### Entries supplied ###

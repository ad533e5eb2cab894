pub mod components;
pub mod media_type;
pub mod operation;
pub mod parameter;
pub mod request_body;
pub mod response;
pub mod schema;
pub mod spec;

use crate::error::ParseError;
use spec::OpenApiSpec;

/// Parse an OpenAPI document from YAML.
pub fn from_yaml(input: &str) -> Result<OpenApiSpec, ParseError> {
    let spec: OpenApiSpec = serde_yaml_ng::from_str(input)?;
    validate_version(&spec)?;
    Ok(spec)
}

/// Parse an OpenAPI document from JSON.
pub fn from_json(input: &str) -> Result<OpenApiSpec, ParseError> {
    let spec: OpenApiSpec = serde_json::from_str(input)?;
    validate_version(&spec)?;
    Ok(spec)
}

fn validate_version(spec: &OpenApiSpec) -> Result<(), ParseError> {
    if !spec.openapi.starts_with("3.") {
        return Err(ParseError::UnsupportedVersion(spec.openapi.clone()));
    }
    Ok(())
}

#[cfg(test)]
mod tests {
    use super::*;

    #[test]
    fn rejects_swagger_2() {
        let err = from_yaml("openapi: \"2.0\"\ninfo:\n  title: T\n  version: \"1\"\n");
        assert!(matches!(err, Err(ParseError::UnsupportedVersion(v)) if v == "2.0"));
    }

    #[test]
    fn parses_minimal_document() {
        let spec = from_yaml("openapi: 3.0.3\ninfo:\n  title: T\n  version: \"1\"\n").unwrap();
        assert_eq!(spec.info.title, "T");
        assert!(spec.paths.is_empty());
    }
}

###
### Entries supplied ###

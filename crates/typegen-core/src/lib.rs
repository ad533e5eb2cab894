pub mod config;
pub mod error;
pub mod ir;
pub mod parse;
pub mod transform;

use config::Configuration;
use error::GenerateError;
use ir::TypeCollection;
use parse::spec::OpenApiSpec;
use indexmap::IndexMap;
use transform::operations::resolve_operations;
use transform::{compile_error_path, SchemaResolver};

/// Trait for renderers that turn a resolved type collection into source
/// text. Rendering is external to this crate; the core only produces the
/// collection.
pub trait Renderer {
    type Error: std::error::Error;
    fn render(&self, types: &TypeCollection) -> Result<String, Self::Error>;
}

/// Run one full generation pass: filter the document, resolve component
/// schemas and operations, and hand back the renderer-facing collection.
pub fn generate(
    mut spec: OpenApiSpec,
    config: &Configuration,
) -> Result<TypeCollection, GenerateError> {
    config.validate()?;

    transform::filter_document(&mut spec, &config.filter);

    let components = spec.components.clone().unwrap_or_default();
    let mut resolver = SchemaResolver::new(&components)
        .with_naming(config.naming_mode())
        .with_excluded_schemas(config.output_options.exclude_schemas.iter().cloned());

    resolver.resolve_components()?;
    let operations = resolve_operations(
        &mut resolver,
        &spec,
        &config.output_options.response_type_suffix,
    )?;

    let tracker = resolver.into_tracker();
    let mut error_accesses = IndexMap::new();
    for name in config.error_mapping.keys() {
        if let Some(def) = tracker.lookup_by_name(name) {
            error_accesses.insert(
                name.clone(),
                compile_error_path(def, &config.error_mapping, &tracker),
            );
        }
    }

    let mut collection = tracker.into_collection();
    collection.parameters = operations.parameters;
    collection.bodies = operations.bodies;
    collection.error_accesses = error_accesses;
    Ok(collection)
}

###

What is required »
If a line above includes the string "core", pick it out.

Response to this task »
filename crates/typegen-core/src/lib.rs
/// text. Rendering is external to this crate; the core only produces the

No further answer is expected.